本发明公开了一种具有选择性杀伤新生血管内皮细胞作用的融合毒素与应用。该融合毒素是通过连接肽在苦瓜籽的核糖体失活蛋白MAP30的氨基端连接mtVEGF121得到的融合蛋白。mtVEGF121作为运载工具,可使该融合毒素与血管内皮细胞生长因子受体F1k1/KDR特异结合并内化进入血管内皮细胞,然后MAP30发挥其毒素效应,杀伤新生血管内皮细胞,进而破坏新生血管。该融合毒素的表达条件简单,易于纯化,可进行大规模工业化生产,因而,可以该融合毒素为活性成分制备成抗肿瘤、糖尿病晚期眼底血管增生以及类风湿性关节炎等多种涉及新生血管形成疾病的药物。本发明将在医学及生物制药领域发挥重要作用。

Description

重组mtVEGF121/MAP30KDEL融合毒素的制备与应用
技术领域
本发明涉及生物技术领域中的新生血管抑制剂,特别是涉及一种具有抑制新生血管形成作用的mtVEGF121/MAP30KDEL融合毒素及其编码基因,与其在制备抗肿瘤、糖尿病晚期眼底血管增生以及类风湿性关节炎等多种涉及新生血管形成的疾病药物中的应用。
背景技术
近年来,新生血管抑制剂已受到人们的普遍关注。研究表明,只要抑制了新生血管形成或者破坏已有的血管网络,就能有效控制并治疗肿瘤、糖尿病晚期眼底血管增生以及类风湿性关节炎等多种疾病。在新生血管形成过程中,血管内皮细胞生长因子(VEGF)及其受体(VEGFR1和VEGFR2)发挥了关键作用,与肿瘤等多种疾病关系密切,尤其是VEGFR2在新生血管内皮细胞表面过度表达,而正常组织几乎无法检测到。因此,以VEGFR2为靶点设计的融合毒素将能有效破坏新生血管而不损伤正常组织,具有良好的临床应用前景和市场开发潜力。

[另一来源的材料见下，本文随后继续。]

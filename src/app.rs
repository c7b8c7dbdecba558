use crossterm::event::{KeyCode, KeyEvent, KeyEventKind, KeyModifiers};
use rand::rngs::StdRng;
use rand::Rng;

use crate::clock::{Clock, SystemClock};
use crate::observer::{LogObserver, RedrawFlag};
use crate::runtime::{AppEvent, TimerKind};
use crate::session::Session;

/// The typing screen: a session plus the bits of UI state around it
#[derive(Debug)]
pub struct App<R = StdRng, C = SystemClock> {
    pub session: Session<R, C>,
    redraw: RedrawFlag,
    should_quit: bool,
}

impl<R: Rng, C: Clock> App<R, C> {
    pub fn new(mut session: Session<R, C>) -> Self {
        let redraw = RedrawFlag::new();
        session.subscribe(redraw.clone());
        session.subscribe(LogObserver);

        Self {
            session,
            redraw,
            should_quit: false,
        }
    }

    pub fn handle_event(&mut self, event: AppEvent) {
        if let AppEvent::Tick(kind) = event {
            log::trace!("{kind} tick");
        }
        match event {
            AppEvent::Key(key) => self.handle_key(key),
            AppEvent::Resize => self.redraw.mark(),
            AppEvent::Tick(TimerKind::Clock) => self.session.on_clock_tick(),
            AppEvent::Tick(TimerKind::Reshuffle) => {
                self.session.on_reshuffle_tick();
            }
        }
    }

    /// Translate a key press into the new full content of the input field
    pub fn handle_key(&mut self, key: KeyEvent) {
        if key.kind == KeyEventKind::Release {
            return;
        }

        let ctrl = key.modifiers.contains(KeyModifiers::CONTROL);
        let mut text = self.session.input().to_string();

        match key.code {
            KeyCode::Esc => {
                self.should_quit = true;
                return;
            }
            KeyCode::Char('c') if ctrl => {
                self.should_quit = true;
                return;
            }
            // ctrl+u clears the field
            KeyCode::Char('u') if ctrl => text.clear(),
            KeyCode::Char(_) if ctrl => return,
            KeyCode::Char(c) => text.push(c),
            KeyCode::Backspace => {
                text.pop();
            }
            _ => return,
        }

        // the field only reports real changes
        if text != self.session.input() {
            self.session.on_text_changed(&text);
        }
    }

    /// Whether anything changed since the last call
    pub fn needs_redraw(&self) -> bool {
        self.redraw.take()
    }

    pub fn request_redraw(&self) {
        self.redraw.mark();
    }

    pub fn should_quit(&self) -> bool {
        self.should_quit
    }
}
use std::cell::Cell;
use std::rc::Rc;

/// Wall-clock time in milliseconds since the Unix epoch
pub type Millis = i64;

/// Source of the current time for a session
pub trait Clock {
    fn now_ms(&self) -> Millis;
}

/// Production clock backed by the system time
#[derive(Clone, Copy, Debug, Default)]
pub struct SystemClock;

impl Clock for SystemClock {
    fn now_ms(&self) -> Millis {
        chrono::Utc::now().timestamp_millis()
    }
}

/// Hand-driven clock for tests and headless runs.
///
/// Clones share the same reading, so a test can keep one handle and move the
/// other into a session.
#[derive(Clone, Debug, Default)]
pub struct ManualClock {
    now: Rc<Cell<Millis>>,
}

impl ManualClock {
    pub fn new(start: Millis) -> Self {
        Self {
            now: Rc::new(Cell::new(start)),
        }
    }

    pub fn set(&self, ms: Millis) {
        self.now.set(ms);
    }

    pub fn advance(&self, ms: Millis) {
        self.now.set(self.now.get() + ms);
    }
}

impl Clock for ManualClock {
    fn now_ms(&self) -> Millis {
        self.now.get()
    }
}
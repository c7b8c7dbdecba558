use std::cell::Cell;
use std::rc::Rc;

use itertools::Itertools;

/// Something that changed in a session
#[derive(Debug, Clone, PartialEq)]
pub enum SessionEvent {
    Started { displayed: Vec<String> },
    InputChanged { input: String },
    Matched { index: usize, word: String },
    Reshuffled { displayed: Vec<String> },
    ClockTick { wpm: f64 },
}

/// Receives every session change synchronously, before the mutating call returns
pub trait SessionObserver {
    fn on_event(&mut self, event: &SessionEvent);
}

/// Marks the screen dirty whenever the session changes.
///
/// Clones share the flag; the event loop keeps one and redraws when it is set.
#[derive(Clone, Debug, Default)]
pub struct RedrawFlag {
    dirty: Rc<Cell<bool>>,
}

impl RedrawFlag {
    pub fn new() -> Self {
        Self::default()
    }

    pub fn mark(&self) {
        self.dirty.set(true);
    }

    /// Returns whether a redraw was requested and clears the request
    pub fn take(&self) -> bool {
        self.dirty.replace(false)
    }
}

impl SessionObserver for RedrawFlag {
    fn on_event(&mut self, _event: &SessionEvent) {
        self.mark();
    }
}

/// Writes session changes to the log
#[derive(Debug, Default)]
pub struct LogObserver;

impl SessionObserver for LogObserver {
    fn on_event(&mut self, event: &SessionEvent) {
        match event {
            SessionEvent::Started { displayed } => {
                log::info!("session started with [{}]", displayed.iter().join(", "));
            }
            SessionEvent::InputChanged { input } => log::trace!("input {:?}", input),
            SessionEvent::Matched { index, word } => {
                log::debug!("matched {:?} at slot {}", word, index);
            }
            SessionEvent::Reshuffled { displayed } => {
                log::debug!("idle reshuffle -> [{}]", displayed.iter().join(", "));
            }
            SessionEvent::ClockTick { wpm } => log::trace!("tick, {:.2} wpm", wpm),
        }
    }
}
use std::path::PathBuf;

use thiserror::Error;

/// Errors surfaced by the library half of wordrush.
#[derive(Debug, Error)]
pub enum Error {
    /// The word source produced nothing usable; a session cannot start.
    #[error("no words available")]
    EmptyWordPool,

    #[error("unable to read word list {path}")]
    WordList {
        path: PathBuf,
        #[source]
        source: std::io::Error,
    },

    #[error("unable to parse word list {path}")]
    WordListJson {
        path: PathBuf,
        #[source]
        source: serde_json::Error,
    },

    #[error("bundled word list `{0}` is missing or corrupt")]
    EmbeddedList(String),

    #[error("invalid configuration: {0}")]
    InvalidConfig(String),
}

pub type Result<T> = std::result::Result<T, Error>;
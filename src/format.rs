//! The termpose text format
//!
//! This module documents the format as read by [`parse`](crate::parse) and
//! written by [`print`](crate::print). It contains no code.
//!
//! # Overview
//!
//! Termpose is an indentation-based notation for trees. Every document maps to
//! one [`Term`](crate::Term): a node with an optional tag, and either an
//! optional text value (a leaf) or an ordered list of children. There are no
//! types in the text; numbers, booleans and dates are just leaves that a
//! schema interprets.
//!
//! ```text
//! products
//!     hammer cost:5 description"
//!         premium hammer. great for smashing
//!     "bee's knee" cost:9.50 description"
//!         supposedly really good thing
//! ```
//!
//! # Lines
//!
//! Each non-blank line is a node. Its tokens, separated by whitespace, are the
//! node's children, so `hammer cost:5` is an untagged node with two children.
//! A line holding a single token is just that token.
//!
//! A line followed by deeper-indented lines gains those lines as children:
//!
//! | Line | Indented block | Result |
//! |------|----------------|--------|
//! | `word` | none | leaf `word` |
//! | `word` | lines | node tagged `word`, children are the lines |
//! | `a b` | none | untagged node `(a b)` |
//! | `a b` | lines | untagged node `a`, `b`, then the lines |
//! | `a tag:` | lines | untagged node `a`, `tag` (the lines go under `tag`) |
//! | `:` | lines | untagged node of the lines |
//!
//! A document with one top-level line is that line's node. Several top-level
//! lines form an untagged node. An empty document is the empty node `()`.
//!
//! ## Indentation
//!
//! Either tabs or spaces may be used, but not both: the first indented line
//! decides. Siblings must share one width, and a dedent must return to a
//! width that is already open.
//!
//! ```rust
//! use termpose::{parse, SyntaxErrorKind};
//!
//! let err = parse("a\n\tb\n    c").unwrap_err();
//! assert_eq!(err.kind, SyntaxErrorKind::BadIndentation);
//! ```
//!
//! # Tokens
//!
//! | Token | Meaning |
//! |-------|---------|
//! | `word` | leaf |
//! | `"some text"` | leaf, with escapes `\\ \" \n \r \t \b \f \0 \uXXXX` |
//! | `(a b c)` | untagged node; `()` is the empty node |
//! | `tag:value` | node tagged `tag` with one child, which is itself a token |
//! | `tag:` | node tagged `tag` with no children, or with the following block |
//! | `:` | untagged node holding the following block |
//!
//! Bare words may contain anything except whitespace, `"`, `:`, `(` and `)`.
//! Quote anything else, including the empty string.
//!
//! ```rust
//! use termpose::{parse, Term};
//!
//! let t = parse("point:(1 2)").unwrap();
//! assert_eq!(
//!     t,
//!     Term::tagged("point", vec![Term::list(vec![Term::leaf("1"), Term::leaf("2")])])
//! );
//! ```
//!
//! # String blocks
//!
//! A `"` ending a line starts a raw string. Every following line indented
//! deeper than the opener belongs to it, taken verbatim with the common
//! indentation removed. Inside the block nothing is tokenized.
//!
//! - `tag"` (or `tag:"`) produces a node tagged `tag` holding the string
//! - a lone `"` produces the string itself
//!
//! ```rust
//! use termpose::{parse, Term};
//!
//! let t = parse("note\"\n\tfirst line\n\t  second: \"quoted\"").unwrap();
//! assert_eq!(
//!     t,
//!     Term::tagged_value("note", "first line\n  second: \"quoted\"")
//! );
//! ```
//!
//! # Printing
//!
//! The printer always produces the same text for the same tree, and that text
//! parses back to an equal tree. It prefers the shortest form:
//!
//! - `tag:child` when a tagged node has one inline child
//! - one line of tokens when every child fits inline
//! - a raw string block for multi-line text at the end of a line
//! - an indented block otherwise
//!
//! Source formatting such as indentation width or redundant quotes is not
//! preserved.
//!
//! ```rust
//! use termpose::{parse, print};
//!
//! let t = parse("products\n  \"hammer\"   cost:5").unwrap();
//! assert_eq!(print(&t), "products\n\thammer cost:5");
//! ```
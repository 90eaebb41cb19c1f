//! Building trees by hand and with the term! macro.
//!
//! Run with: cargo run --example building_terms

use std::error::Error;
use termpose::{parse, print, term, Term};

fn main() -> Result<(), Box<dyn Error>> {
    // Constructors
    let hammer = Term::list(vec![
        Term::leaf("hammer"),
        Term::tagged_value("cost", "5"),
        Term::tagged("sizes", vec![Term::leaf("s"), Term::leaf("m"), Term::leaf("l")]),
    ]);
    println!("By hand:\n{}\n", hammer);

    // The same shape with the macro
    let from_macro = term!(["hammer", { "cost": 5 }, { "sizes": ["s", "m", "l"] }]);
    assert_eq!(hammer, from_macro);

    // Walking a parsed tree
    let doc = parse("inventory\n\thammer cost:5\n\ttwine cost:0 note:\"for parcels\"")?;
    if let Some(tag) = doc.tag() {
        println!("Root tag: {}", tag);
    }
    for item in doc.children() {
        let name = item.children().first().and_then(Term::value).unwrap_or("?");
        let cost = item
            .child_tagged("cost")
            .and_then(|c| c.children().first())
            .and_then(Term::value)
            .unwrap_or("-");
        let at = item
            .position()
            .map(|p| format!("line {}", p.line))
            .unwrap_or_default();
        println!("  {} costs {} ({})", name, cost, at);
    }

    // Printing normalizes whatever style the source used
    let messy = parse("inventory\n  \"hammer\"    cost:5\n  twine cost:(0)")?;
    println!("\nNormalized:\n{}", print(&messy));

    // Trees also serialize with serde
    let json = serde_json::to_string_pretty(&from_macro)?;
    println!("\nAs JSON:\n{}", json);

    Ok(())
}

迄今为止,新生血管抑制剂的主要应用领域为肿瘤血管靶向药物。在竞争激烈的世界抗癌药市场中,针对VEGFR2设计的肿瘤血管靶向药物近年来发展非常迅速,除了Avastin和Iressa已成功上市外,目前仍有几十种药物进入了临床试验阶段。这些药物按作用机理可分为作两类:一类是抑制肿瘤血管生成,如Avastin和Iressa,这类药物在肿瘤生长初期具有抑制效果,但对于发展到一定程度的肿瘤,只能阻止其进一步增大,不能达到缩小肿瘤的目的;另一类则是以VEGFR2为靶点的融和毒素,这类药物主要通过直接破坏肿瘤血管来控制肿瘤生长,是前者的重要补充。
发明内容
本发明提供了一种具有II型VEGF受体(Flk1/KDR)特异性,可特异性杀伤新生血管内皮细胞的融合毒素。
本发明所提供的具有选择性杀伤新生血管内皮细胞作用的融合毒素,名称为mtVEGF121/MAP30KDEL,是通过连接肽在苦瓜籽的核糖体失活蛋白MAP30的氨基端(N端)连接mtVEGF121得到的融合蛋白。

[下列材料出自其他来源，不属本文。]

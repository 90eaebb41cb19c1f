//! # termpose
//!
//! A reader, writer and schema library for termpose, an indentation-based
//! notation for trees.
//!
//! ## What is termpose?
//!
//! Termpose text maps onto a single, simple tree type, [`Term`]: an ordered node
//! with an optional tag, and either an optional text value or a list of
//! children. Types come from schemas, not from the text.
//!
//! ```text
//! products
//!     hammer cost:5 description"
//!         premium hammer. great for smashing
//!     twine cost:0 description"
//!         make a text adventure
//! ```
//!
//! ## Key Features
//!
//! - **Lossless trees**: `parse(print(t)) == t` for every parsed tree
//! - **Bidirectional schemas**: every translator decodes (`check`) and encodes
//!   (`termify`), and the two always agree
//! - **Precise errors**: syntax errors carry line and column; schema errors
//!   carry the path to the failing node and its source position
//! - **No Unsafe Code**: written entirely in safe Rust
//!
//! ## Quick Start
//!
//! ### Reading and writing trees
//!
//! ```rust
//! use termpose::{parse, print, Term};
//!
//! let t = parse("hammer cost:5").unwrap();
//! assert_eq!(t.children()[0], Term::leaf("hammer"));
//! assert_eq!(print(&t), "hammer cost:5");
//! ```
//!
//! ### Schemas
//!
//! Translators compose into a schema for your own types, with no derives and
//! no trait impls on the types themselves:
//!
//! ```rust
//! use termpose::{
//!     combine_trans, ensure_tag, float_trans, from_str_with, string_trans, tagged_sequence,
//!     Trans,
//! };
//!
//! #[derive(Debug, Clone, PartialEq)]
//! struct Product {
//!     name: String,
//!     cost: f64,
//!     description: String,
//! }
//!
//! let schema = tagged_sequence(
//!     "products",
//!     combine_trans(
//!         |(name, cost, description)| Product { name, cost, description },
//!         |p: &Product| (p.name.clone(), p.cost, p.description.clone()),
//!         (
//!             string_trans(),
//!             ensure_tag("cost", float_trans()),
//!             ensure_tag("description", string_trans()),
//!         ),
//!     ),
//! );
//!
//! let text = "products\n\
//!             \thammer cost:5 description\"\n\
//!             \t\tpremium hammer. great for smashing\n\
//!             \ttwine cost:0 description\"\n\
//!             \t\tmake a text adventure";
//!
//! let products = from_str_with(text, &schema).unwrap();
//! assert_eq!(products.len(), 2);
//! assert_eq!(products[0].cost, 5.0);
//! assert_eq!(products[1].description, "make a text adventure");
//!
//! // And back again
//! let round = from_str_with(&termpose::to_string_with(&products, &schema), &schema).unwrap();
//! assert_eq!(round, products);
//! ```
//!
//! ### Default translations
//!
//! Common types have a canonical form through [`ToTerm`] and [`FromTerm`]:
//!
//! ```rust
//! use termpose::{from_str, to_string};
//!
//! let text = to_string(&vec![1.5f64, 2.0]);
//! assert_eq!(text, "1.5 2");
//! let back: Vec<f64> = from_str(&text).unwrap();
//! assert_eq!(back, vec![1.5, 2.0]);
//! ```
//!
//! ## Concurrency
//!
//! Parsing, printing and checking are pure functions over immutable data.
//! Terms and translators can be shared between threads freely.
//!
//! ## Format Specification
//!
//! See the [`format`] module for the full grammar.
//!
//! ## Examples
//!
//! See the `demos/` directory:
//!
//! - **`products.rs`** - The product catalogue, end to end
//! - **`building_terms.rs`** - Trees by hand and with the `term!` macro
//! - **`custom_options.rs`** - Indentation and string block settings
//! - **`maps_and_pairs.rs`** - Maps, pairs, optional fields and default translations
//!
//! Run any example with: `cargo run --example <name>`

pub mod combine;
pub mod convert;
pub mod error;
pub mod field;
pub mod format;
pub mod leaf;
pub mod macros;
pub mod options;
pub mod parser;
pub mod printer;
pub mod sequence;
pub mod term;
pub mod trans;

pub use combine::{combine_trans, pair_trans, CombineTrans, FieldSet, PairTrans};
pub use convert::{default_trans, DefaultTrans, FromTerm, ToTerm};
pub use error::{CheckError, CheckErrorKind, Error, Result, Segment, SyntaxError, SyntaxErrorKind};
pub use field::{ensure_tag, optional_tag, DuplicatePolicy, EnsureTag, OptionalTag};
pub use leaf::{
    bigint_trans, bool_trans, datetime_trans, float_trans, int_trans, isize_trans, number_trans,
    string_trans, usize_trans, BigIntTrans, BoolTrans, DateTimeTrans, NumberTrans, StringTrans,
};
pub use options::{Indent, ParseOptions, PrintOptions};
pub use parser::{parse_with_options, Parser};
pub use printer::{print_with_options, Printer};
pub use sequence::{
    map_trans, sequence, tagged_map_trans, tagged_sequence, MapTrans, Sequence, TaggedMapTrans,
    TaggedSequence,
};
pub use term::{Position, Term};
pub use trans::Trans;

/// Parses termpose text into a tree, with default options.
///
/// Either the whole document parses or an error is returned; there is no
/// partial result.
///
/// # Examples
///
/// ```rust
/// use termpose::{parse, Term};
///
/// let t = parse("cost:5").unwrap();
/// assert_eq!(t, Term::tagged_value("cost", "5"));
/// ```
///
/// # Errors
///
/// Returns a [`SyntaxError`] with the line and column of the first problem.
pub fn parse(text: &str) -> std::result::Result<Term, SyntaxError> {
    parse_with_options(text, &ParseOptions::default())
}

/// Renders a tree in canonical form, indented with tabs.
///
/// # Examples
///
/// ```rust
/// use termpose::{print, Term};
///
/// let t = Term::tagged("products", vec![Term::leaf("hammer"), Term::leaf("twine")]);
/// assert_eq!(print(&t), "products\n\thammer\n\ttwine");
/// ```
#[must_use]
pub fn print(term: &Term) -> String {
    print_with_options(term, &PrintOptions::default())
}

/// Parses `text` and checks it against `schema`.
///
/// # Errors
///
/// Returns [`Error::Syntax`] if the text does not parse, or [`Error::Check`] if
/// the tree does not match the schema.
pub fn from_str_with<T, X>(text: &str, schema: &X) -> Result<T>
where
    X: Trans<T> + ?Sized,
{
    let term = parse(text)?;
    Ok(schema.check(&term)?)
}

/// Termifies `value` with `schema` and prints the result.
#[must_use]
pub fn to_string_with<T, X>(value: &T, schema: &X) -> String
where
    X: Trans<T> + ?Sized,
{
    print(&schema.termify(value))
}

/// Parses `text` into a `T` using its default translation.
///
/// # Examples
///
/// ```rust
/// use termpose::from_str;
///
/// let v: Vec<u32> = from_str("1 2 3").unwrap();
/// assert_eq!(v, vec![1, 2, 3]);
/// ```
///
/// # Errors
///
/// Returns an error if the text does not parse or does not fit `T`.
pub fn from_str<T: FromTerm>(text: &str) -> Result<T> {
    let term = parse(text)?;
    Ok(T::from_term(&term)?)
}

/// Prints `value` using its default translation.
#[must_use]
pub fn to_string<T: ToTerm + ?Sized>(value: &T) -> String {
    print(&value.to_term())
}

#[cfg(test)]
mod tests {
    use super::*;

    #[test]
    fn test_error_conversion() {
        let err = from_str::<Vec<i64>>("1 (2").unwrap_err();
        assert!(matches!(err, Error::Syntax(_)));

        let err = from_str::<Vec<i64>>("1 two").unwrap_err();
        match err {
            Error::Check(e) => assert_eq!(e.index(), Some(1)),
            other => panic!("unexpected {:?}", other),
        }
    }

    #[test]
    fn test_schema_helpers() {
        let schema = tagged_sequence("n", int_trans());
        let text = to_string_with(&vec![3, 1, 2], &schema);
        assert_eq!(text, "n\n\t3\n\t1\n\t2");
        assert_eq!(from_str_with(&text, &schema).unwrap(), vec![3, 1, 2]);
    }

    #[test]
    fn test_trees_are_shareable_across_threads() {
        fn assert_send_sync<T: Send + Sync>() {}
        assert_send_sync::<Term>();
        assert_send_sync::<TaggedSequence<EnsureTag<NumberTrans<f64>>>>();
        assert_send_sync::<DefaultTrans<Vec<String>>>();
    }
}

所述苦瓜籽核糖体失活蛋白MAP30是本发明的发明人从苦瓜籽中获得的一种分子量为30kD的核糖体失活蛋白,其氨基酸残基序列如序列表中SEQ ID NO:3所示,其编码序列可如序列表中SEQ ID NO:4所示。
所述人血管内皮细胞生长因子突变体mtVEGF121基因是通过全基因合成获得的,其氨基酸残基序列如序列表中SEQ ID NO:1所示,其编码序列可如序列表中SEQ ID NO:2所示。

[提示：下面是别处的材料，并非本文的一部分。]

//! Default translations for common types.
//!
//! [`ToTerm`] and [`FromTerm`] give a type a canonical tree form, so it can be
//! used without spelling out a schema. [`default_trans`] turns that pair back
//! into an ordinary [`Trans`] for use inside combinators.
//!
//! ```rust
//! use termpose::{FromTerm, ToTerm, Term};
//!
//! let v = vec![1i64, 2, 3];
//! let term = v.to_term();
//! assert_eq!(term.to_string(), "1 2 3");
//! assert_eq!(Vec::<i64>::from_term(&term).unwrap(), v);
//! ```

use crate::error::CheckError;
use crate::leaf::{bigint_trans, bool_trans, datetime_trans, number_trans, string_trans};
use crate::sequence::{map_trans, sequence};
use crate::term::Term;
use crate::trans::Trans;
use chrono::{DateTime, Utc};
use indexmap::IndexMap;
use num_bigint::BigInt;
use std::marker::PhantomData;

/// Types with a canonical encoding as a [`Term`].
pub trait ToTerm {
    fn to_term(&self) -> Term;
}

/// Types with a canonical decoding from a [`Term`].
pub trait FromTerm: Sized {
    fn from_term(term: &Term) -> Result<Self, CheckError>;
}

impl ToTerm for Term {
    fn to_term(&self) -> Term {
        self.clone()
    }
}

impl FromTerm for Term {
    fn from_term(term: &Term) -> Result<Self, CheckError> {
        Ok(term.clone())
    }
}

/// Adapts a type's [`ToTerm`]/[`FromTerm`] impls into a translator.
pub struct DefaultTrans<T> {
    _marker: PhantomData<fn() -> T>,
}

impl<T> Clone for DefaultTrans<T> {
    fn clone(&self) -> Self {
        *self
    }
}

impl<T> Copy for DefaultTrans<T> {}

impl<T> std::fmt::Debug for DefaultTrans<T> {
    fn fmt(&self, f: &mut std::fmt::Formatter<'_>) -> std::fmt::Result {
        write!(f, "DefaultTrans<{}>", std::any::type_name::<T>())
    }
}

/// The translator given by `T`'s own [`ToTerm`] and [`FromTerm`] impls.
///
/// ```rust
/// use termpose::{default_trans, ensure_tag, parse, Trans};
///
/// let sizes = ensure_tag("sizes", default_trans::<Vec<u32>>());
/// let term = parse("shirt sizes:(38 40 42)").unwrap();
/// assert_eq!(sizes.check(&term).unwrap(), vec![38, 40, 42]);
/// ```
#[must_use]
pub fn default_trans<T: ToTerm + FromTerm>() -> DefaultTrans<T> {
    DefaultTrans {
        _marker: PhantomData,
    }
}

impl<T: ToTerm + FromTerm> Trans<T> for DefaultTrans<T> {
    fn check(&self, term: &Term) -> Result<T, CheckError> {
        T::from_term(term)
    }

    fn termify(&self, value: &T) -> Term {
        value.to_term()
    }
}

macro_rules! via_trans {
    ($($ty:ty => $trans:expr),* $(,)?) => {
        $(
            impl ToTerm for $ty {
                fn to_term(&self) -> Term {
                    $trans.termify(self)
                }
            }

            impl FromTerm for $ty {
                fn from_term(term: &Term) -> Result<Self, CheckError> {
                    $trans.check(term)
                }
            }
        )*
    };
}

via_trans! {
    String => string_trans(),
    bool => bool_trans(),
    DateTime<Utc> => datetime_trans(),
    BigInt => bigint_trans(),
}

macro_rules! via_number {
    ($($ty:ty),*) => {
        via_trans! { $($ty => number_trans::<$ty>()),* }
    };
}

via_number!(i8, i16, i32, i64, i128, isize, u8, u16, u32, u64, u128, usize, f32, f64);

impl<T: ToTerm + FromTerm> ToTerm for Vec<T> {
    fn to_term(&self) -> Term {
        sequence(default_trans::<T>()).termify(self)
    }
}

impl<T: ToTerm + FromTerm> FromTerm for Vec<T> {
    fn from_term(term: &Term) -> Result<Self, CheckError> {
        sequence(default_trans::<T>()).check(term)
    }
}

impl<V: ToTerm + FromTerm> ToTerm for IndexMap<String, V> {
    fn to_term(&self) -> Term {
        map_trans(default_trans::<V>()).termify(self)
    }
}

impl<V: ToTerm + FromTerm> FromTerm for IndexMap<String, V> {
    fn from_term(term: &Term) -> Result<Self, CheckError> {
        map_trans(default_trans::<V>()).check(term)
    }
}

所述连接肽的选择是多种多样的,其氨基酸残基序列可如序列表中的SEQ ID NO:7所示的多肽,其编码序列可如序列表中的SEQ ID NO:8所示的核苷酸序列。
为获得更好的粗面内质网定位效果,所述融合毒素的C-末端还可携带有内质网定位信号KDEL,所述内质网定位信号的氨基酸残基序列如序列表中SEQ ID NO:9所示,其编码序列如序列表中SEQ ID NO:10所示。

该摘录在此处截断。